2. Bendall, S. C., Simonds, E. F., Qiu, P., Amir, E. A. D., Krutzik, P. O., Finck, R., et al. (2011). Single-Cell Mass Cytometry of Differential Immune and Drug Responses Across a Human Hematopoietic Continuum. Science, 332(6030), 687–696. doi:10.1126/science.1198704

3. Bodenmiller, B., Zunder, E. R., Finck, R., Chen, T. J., Savig, E. S., Bruggner, R. V., et al. (2012). Multiplexed mass cytometry profiling of cellular states perturbed by small-molecule regulators. Nature Biotechnology, 30(9), 857–866. doi:10.1038/nbt.2317

4. Horowitz, A., Strauss-Albee, D. M., Leipold, M., Kubo, J., Nemat-Gorgani, N., Dogan, O. C., et al. (2013). Genetic and environmental determinants of human NK cell diversity revealed by mass cytometry. Science Translational Medicine, 5(208), 208ra145. doi:10.1126/scitranslmed.3006702



Posts: 17

Joined: Tue Nov 26, 2013 1:55 pm

Post Thu Sep 18, 2014 2:29 pm


Hi All,

We would like to use SPADE for our analysis and have generated lots of trees using a combination of node numbers and downsampling settings...now the hard part seems to be choosing the 'best' tree.
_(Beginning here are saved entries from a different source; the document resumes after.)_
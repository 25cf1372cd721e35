//! Blocking SQLite engine.
//!
//! Wraps a single sqlx connection and a current-thread tokio runtime, so
//! callers get a synchronous [`Engine`].

use clausemap_core::{
    Dialect, Engine, EngineError, ForeignKey, ReflectedColumn, ResultSet, SqlValue, Table,
    TableReflection,
};
use sqlx::sqlite::{SqliteArguments, SqliteConnection, SqliteRow};
use sqlx::{Column, Connection, Row, Sqlite, TypeInfo, ValueRef};
use tracing::{debug, trace};

use crate::dialect::SqliteDialect;
use crate::error::Result;

type SqliteQuery<'q> = sqlx::query::Query<'q, Sqlite, SqliteArguments<'q>>;

/// A synchronous engine over one SQLite connection.
pub struct SqliteEngine {
    runtime: tokio::runtime::Runtime,
    conn: SqliteConnection,
    dialect: SqliteDialect,
    last_rowid: Option<i64>,
}

impl std::fmt::Debug for SqliteEngine {
    fn fmt(&self, f: &mut std::fmt::Formatter<'_>) -> std::fmt::Result {
        f.debug_struct("SqliteEngine")
            .field("last_rowid", &self.last_rowid)
            .finish_non_exhaustive()
    }
}

impl SqliteEngine {
    /// Connects to `url`, e.g. `sqlite://app.db` or `sqlite::memory:`.
    ///
    /// # Errors
    ///
    /// Fails when the URL is invalid or the database cannot be opened.
    pub fn connect(url: &str) -> Result<Self> {
        let runtime = tokio::runtime::Builder::new_current_thread()
            .enable_all()
            .build()?;
        let conn = runtime.block_on(SqliteConnection::connect(url))?;
        debug!(url = %url, "Connected to SQLite");
        Ok(Self {
            runtime,
            conn,
            dialect: SqliteDialect::new(),
            last_rowid: None,
        })
    }

    /// Opens a private in-memory database.
    ///
    /// # Errors
    ///
    /// Fails when the database cannot be opened.
    pub fn memory() -> Result<Self> {
        Self::connect("sqlite::memory:")
    }

    fn run(&mut self, sql: &str, params: &[SqlValue]) -> Result<ResultSet> {
        let query = params
            .iter()
            .fold(sqlx::query(sql), |query, value| bind_value(query, value));

        if returns_rows(sql) {
            let rows = self.runtime.block_on(query.fetch_all(&mut self.conn))?;
            let columns = rows
                .first()
                .map(|row| row.columns().iter().map(|c| c.name().to_string()).collect())
                .unwrap_or_default();
            let rows = rows.iter().map(decode_row).collect::<Result<Vec<_>>>()?;
            trace!(rows = rows.len(), "Fetched rows");
            Ok(ResultSet {
                columns,
                rows,
                rows_affected: 0,
            })
        } else {
            let done = self.runtime.block_on(query.execute(&mut self.conn))?;
            if sql.trim_start().to_ascii_uppercase().starts_with("INSERT") {
                self.last_rowid = Some(done.last_insert_rowid());
            }
            Ok(ResultSet {
                columns: Vec::new(),
                rows: Vec::new(),
                rows_affected: done.rows_affected(),
            })
        }
    }
}

fn returns_rows(sql: &str) -> bool {
    let head = sql.trim_start().to_ascii_uppercase();
    head.starts_with("SELECT") || head.starts_with("PRAGMA") || head.starts_with("WITH")
}

fn bind_value<'q>(query: SqliteQuery<'q>, value: &SqlValue) -> SqliteQuery<'q> {
    match value.clone() {
        SqlValue::Null => query.bind(Option::<i64>::None),
        SqlValue::Bool(b) => query.bind(b),
        SqlValue::Int(i) => query.bind(i),
        SqlValue::Float(f) => query.bind(f),
        SqlValue::Text(s) => query.bind(s),
        SqlValue::Blob(b) => query.bind(b),
        SqlValue::Timestamp(ts) => query.bind(ts),
    }
}

// Values are decoded by their storage class, not the declared column type.
fn decode_row(row: &SqliteRow) -> Result<Vec<SqlValue>> {
    let mut values = Vec::with_capacity(row.len());
    for index in 0..row.len() {
        let raw = row.try_get_raw(index)?;
        if raw.is_null() {
            values.push(SqlValue::Null);
            continue;
        }
        let storage = raw.type_info().name().to_string();
        let value = match storage.as_str() {
            "INTEGER" | "BOOLEAN" => SqlValue::Int(row.try_get_unchecked::<i64, _>(index)?),
            "REAL" => SqlValue::Float(row.try_get_unchecked::<f64, _>(index)?),
            "BLOB" => SqlValue::Blob(row.try_get_unchecked::<Vec<u8>, _>(index)?),
            _ => SqlValue::Text(row.try_get_unchecked::<String, _>(index)?),
        };
        values.push(value);
    }
    Ok(values)
}

impl Engine for SqliteEngine {
    fn dialect(&self) -> &dyn Dialect {
        &self.dialect
    }

    fn execute(&mut self, sql: &str, params: &[SqlValue]) -> std::result::Result<ResultSet, EngineError> {
        Ok(self.run(sql, params)?)
    }

    fn last_inserted_ids(&self, table: &Table) -> Option<Vec<SqlValue>> {
        let pk = table.primary_key();
        match (pk.as_slice(), self.last_rowid) {
            ([_single], Some(rowid)) => Some(vec![SqlValue::Int(rowid)]),
            _ => None,
        }
    }

    fn begin(&mut self) -> std::result::Result<(), EngineError> {
        debug!("BEGIN");
        self.run("BEGIN", &[])?;
        Ok(())
    }

    fn commit(&mut self) -> std::result::Result<(), EngineError> {
        debug!("COMMIT");
        self.run("COMMIT", &[])?;
        Ok(())
    }

    fn rollback(&mut self) -> std::result::Result<(), EngineError> {
        debug!("ROLLBACK");
        self.run("ROLLBACK", &[])?;
        Ok(())
    }
}

impl TableReflection for SqliteEngine {
    fn reflect_table(
        &mut self,
        table: &str,
    ) -> std::result::Result<(Vec<ReflectedColumn>, Vec<ForeignKey>), EngineError> {
        let info = self.run(&format!("PRAGMA table_info({table})"), &[])?;
        let columns = info
            .rows
            .iter()
            .filter_map(|row| {
                let name = row.get(1)?.as_str()?.to_string();
                let declared = row.get(2).and_then(SqlValue::as_str).unwrap_or("");
                Some(ReflectedColumn {
                    name,
                    ty: SqliteDialect::parse_type(declared),
                    nullable: row.get(3).and_then(SqlValue::as_i64) == Some(0),
                    primary_key: row.get(5).and_then(SqlValue::as_i64).unwrap_or(0) > 0,
                })
            })
            .collect();

        let fks = self.run(&format!("PRAGMA foreign_key_list({table})"), &[])?;
        let foreign_keys = fks
            .rows
            .iter()
            .filter_map(|row| {
                Some(ForeignKey {
                    ref_table: row.get(2)?.as_str()?.to_string(),
                    column: row.get(3)?.as_str()?.to_string(),
                    ref_column: row.get(4)?.as_str()?.to_string(),
                })
            })
            .collect();

        Ok((columns, foreign_keys))
    }
}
If anyone can comment on the basic criteria they use to decide whether a tree is good or not that would be really helpful!

Also, in response to the original cytoforum post about SPADE, we would like to know why it is 'dangerous' to cluster using markers with low signal intensity? It seems logical to cluster using all markers so that the process is completely unsupervised/unbiased.





Posts: 23

Joined: Thu Oct 31, 2013 7:58 pm

Post Thu Sep 18, 2014 4:19 pm


The various permutations of SPADE trees that are created from multiple runs, with or without settings changes, should be evaluated for consensus. In other words, separation of major branches should be similar among most of them, even if the spacial arrangement varies. I wouldn't pick a tree that looks completely different from all the other runs. I *would* look for clean separation of lineages, and if there are particular cells you're interested in, say NK cells, I would look for good clustering of those, and separation of sub-lineages.

The reason not to use all markers in clustering, in totally non-mathematic terms, is that SPADE gets confused. It will attempt to separate clusters based on differences that are mostly noise, if given channels that contain mostly noise and little signal...and in the process may miss differences based on real signal in the "good" channels. If someone wants to say this more scientifically, I will not be offended. :)




Posts: 4300

Joined: Fri Nov 01, 2013 5:30 pm

Location: Stanford HIMC, CA, USA

Post Thu Sep 18, 2014 4:23 pm


Hi David,

Some things to keep in mind with SPADE:

1. In order to have identical trees, you have to have all the files in the same SPADE run. Even the same files run multiple times using the same input parameters will give slightly different trees each run. In other words, Node 28 in Run #1 might be a monocyte node, whereas in Run #2, Node 28 might be a B cell node. Currently, SPADE does not allow you to build one tree and then feed additional files through that "template" tree.

2. The number of cells in each file should be kept in mind when you choose the input node number. If you have only a small number of cells in each file, you don't want to choose too large a node number. Minimally, this will give you a large number of nodes that only contain 1 cell, which is seldom useful.

3. Once I have built a SPADE tree, I usually go in and look for some of the rarer cell populations that may not be well-described by my panel. So, for instance, PBMCs often *do* contain small numbers of basophils, mDCs, and pDCs. My panel is more T-cell focused, which basically makes them Lin- for most of the 33 markers in my panel (CD123, HLADR, and CD11c are about the only ones that help with the clustering). So, these populations are infrequent, *and* not well-described, therefore they are often lumped together into a single node. Or, minimally, basophils are in one node, and the DCs are in another node even though CD123 and CD11c should separate mDCs from pDCs. You can investigate this by clicking on a node, and looking at the bivariate plot next to the SPADE tree. If the tree does a good job of separating those sorts of populations, then the tree is usually something I can have confidence about.

If it doesn't separate those well, I step up to another rare or ill-described population, such as plasmablasts, TCRgd+, CD85j+ CD8+ cells, CXCR5+ T cells, etc and repeat the bivariate QC.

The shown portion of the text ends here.